Yellow yam fries are a favorite down south and are savored during the rainy season. These fries are golden and crispy on the outside, and yellow and soft on the inside. The simple combination of flavors gives you more than just a snack! These yellow yam fries are a perfect side to a variety of dishes.

Yellow yam fries are the perfect addition to any fall or winter menu. They are satisfying, tasty, and healthy.

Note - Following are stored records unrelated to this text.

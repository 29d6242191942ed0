// src/store/filesystem.rs
use async_trait::async_trait;
use std::collections::HashSet;
use std::io;
use std::path::{Path, PathBuf};
use std::sync::{PoisonError, RwLock};

use super::{non_empty, KubeconfigStore, SearchSink};
use crate::config::{expand_path, KubeconfigStoreConfig};
use crate::error::{Result, StoreError};
use crate::types::{store_id, StoreKind, Tags};
use crate::utils::logging::{Logger, StoreLogger};

#[derive(Debug, Clone, Default)]
struct SearchRoots {
    directories: Vec<PathBuf>,
    files: Vec<PathBuf>,
}

/// Kubeconfig files on the local filesystem.
///
/// Configured paths are either kubeconfig files (emitted as-is) or
/// directories, walked recursively for files matching the kubeconfig name
/// pattern.
pub struct FilesystemStore {
    logger: StoreLogger,
    config: KubeconfigStoreConfig,
    kubeconfig_name: String,
    roots: RwLock<Option<SearchRoots>>,
}

impl FilesystemStore {
    pub fn new(config: KubeconfigStoreConfig, default_name: &str, logger: StoreLogger) -> Self {
        let kubeconfig_name = config
            .kubeconfig_name
            .clone()
            .unwrap_or_else(|| default_name.to_string());
        Self {
            logger,
            config,
            kubeconfig_name,
            roots: RwLock::new(None),
        }
    }

    fn resolve_roots(&self) -> Result<SearchRoots> {
        let mut roots = SearchRoots::default();
        for configured in &self.config.paths {
            let path = expand_path(configured)?;
            if path.is_dir() {
                roots.directories.push(path);
            } else if path.is_file() {
                roots.files.push(path);
            } else {
                return Err(StoreError::verification(
                    &self.id(),
                    format!("path does not exist: {}", path.display()),
                ));
            }
        }
        if roots.directories.is_empty() && roots.files.is_empty() {
            return Err(StoreError::verification(&self.id(), "no search paths configured"));
        }
        Ok(roots)
    }

    fn verified_roots(&self) -> Option<SearchRoots> {
        self.roots
            .read()
            .unwrap_or_else(PoisonError::into_inner)
            .clone()
    }

    fn pattern_for(&self, directory: &Path) -> String {
        format!(
            "{}/**/{}",
            glob::Pattern::escape(&directory.to_string_lossy()),
            self.kubeconfig_name
        )
    }
}

/// Walks `pattern`, splitting hits from unreadable entries.
fn walk(pattern: &str) -> std::result::Result<(Vec<PathBuf>, Vec<String>), glob::PatternError> {
    let mut found = Vec::new();
    let mut failures = Vec::new();
    for entry in glob::glob(pattern)? {
        match entry {
            Ok(path) if path.is_file() => found.push(path),
            Ok(_) => {}
            Err(e) => failures.push(e.to_string()),
        }
    }
    Ok((found, failures))
}

#[async_trait]
impl KubeconfigStore for FilesystemStore {
    fn id(&self) -> String {
        store_id(StoreKind::Filesystem, self.config.id.as_deref())
    }

    fn kind(&self) -> StoreKind {
        StoreKind::Filesystem
    }

    /// Name of the directory holding the kubeconfig.
    fn context_prefix(&self, path: &str) -> String {
        if !self.config.show_prefix {
            return String::new();
        }
        Path::new(path)
            .parent()
            .and_then(Path::file_name)
            .map(|name| name.to_string_lossy().into_owned())
            .unwrap_or_default()
    }

    async fn verify_kubeconfig_paths(&self) -> Result<()> {
        let roots = self.resolve_roots()?;
        self.logger.debug_log(&format!(
            "Verified {} directories and {} files",
            roots.directories.len(),
            roots.files.len()
        ));
        *self.roots.write().unwrap_or_else(PoisonError::into_inner) = Some(roots);
        Ok(())
    }

    async fn start_search(&self, sink: SearchSink) {
        let roots = match self.verified_roots() {
            Some(roots) => roots,
            None => match self.resolve_roots() {
                Ok(roots) => roots,
                Err(e) => {
                    sink.emit_error(e).await;
                    return;
                }
            },
        };

        // a configured file may also sit under a configured directory
        let mut emitted: HashSet<PathBuf> = HashSet::new();
        for file in &roots.files {
            if emitted.insert(file.clone()) && !sink.emit_path(file.to_string_lossy()).await {
                return;
            }
        }

        for directory in roots.directories {
            let pattern = self.pattern_for(&directory);
            self.logger
                .debug_log(&format!("Searching for kubeconfigs with pattern: {}", pattern));

            let walked = tokio::task::spawn_blocking(move || walk(&pattern)).await;
            let (found, failures) = match walked {
                Ok(Ok(walked)) => walked,
                Ok(Err(e)) => {
                    sink.emit_error(StoreError::search(
                        &self.id(),
                        format!("invalid kubeconfig name pattern: {}", e),
                    ))
                    .await;
                    return;
                }
                Err(e) => {
                    sink.emit_error(StoreError::search(&self.id(), e)).await;
                    continue;
                }
            };

            for failure in failures {
                self.logger.log(&format!("Unreadable entry: {}", failure));
                sink.emit_error(StoreError::search(&self.id(), failure)).await;
            }
            for path in found {
                if !emitted.insert(path.clone()) {
                    continue;
                }
                if !sink.emit_path(path.to_string_lossy()).await {
                    return;
                }
            }
        }
    }

    async fn kubeconfig_for_path(&self, path: &str, _tags: &Tags) -> Result<Vec<u8>> {
        match tokio::fs::read(path).await {
            Ok(bytes) => non_empty(path, bytes),
            Err(e) if e.kind() == io::ErrorKind::NotFound => Err(StoreError::not_found(path)),
            Err(e) => Err(StoreError::fetch(path, e)),
        }
    }

    fn logger(&self) -> &StoreLogger {
        &self.logger
    }

    fn store_config(&self) -> &KubeconfigStoreConfig {
        &self.config
    }
}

Whether you’re hosting dinner for friends or family at home or bringing in a meal from a local food truck, these are sure to be a hit!

This article will tell you more about these fries, as well as how to make them.

If you’re looking for more creative veggie fry ideas, look at my Jamaican Jerk Butternut Squash Fries, Baked Zucchini Fries, Turnip Fries, and Jicama Fries!

SCROLL DOWN FOR THE DETAILED RECIPE, BUT I SUGGEST READING THE COMPLETE ARTICLE FOR USEFUL TIPS AND SUGGESTIONS IF YOU WANT TO MAKE A PERFECT RECIPE EVERY TIME.

yellow yam on cutting board

  • What Is Jamaican Yellow Yam?

    Yellow yam, also known as Jamaican yam or Guinea yam, is a tropical root vegetable that originated in Africa and spread to the Caribbean by way of the slaves.

    It is a part of “ground provisions”, which is usually a pot of various boiled root vegetables and flour dumplings that is traditionally eaten with Jamaican meals.

    They were nutritious and hearty, perfect to be energized to work hard in the fields while being cheap and easy to grow. Yellow yams are even boiled on their own, and the Jamaican yams or the ground provision mixture is eaten with curries, stews, etc. They are also added to most Jamaican soups to make them more filling.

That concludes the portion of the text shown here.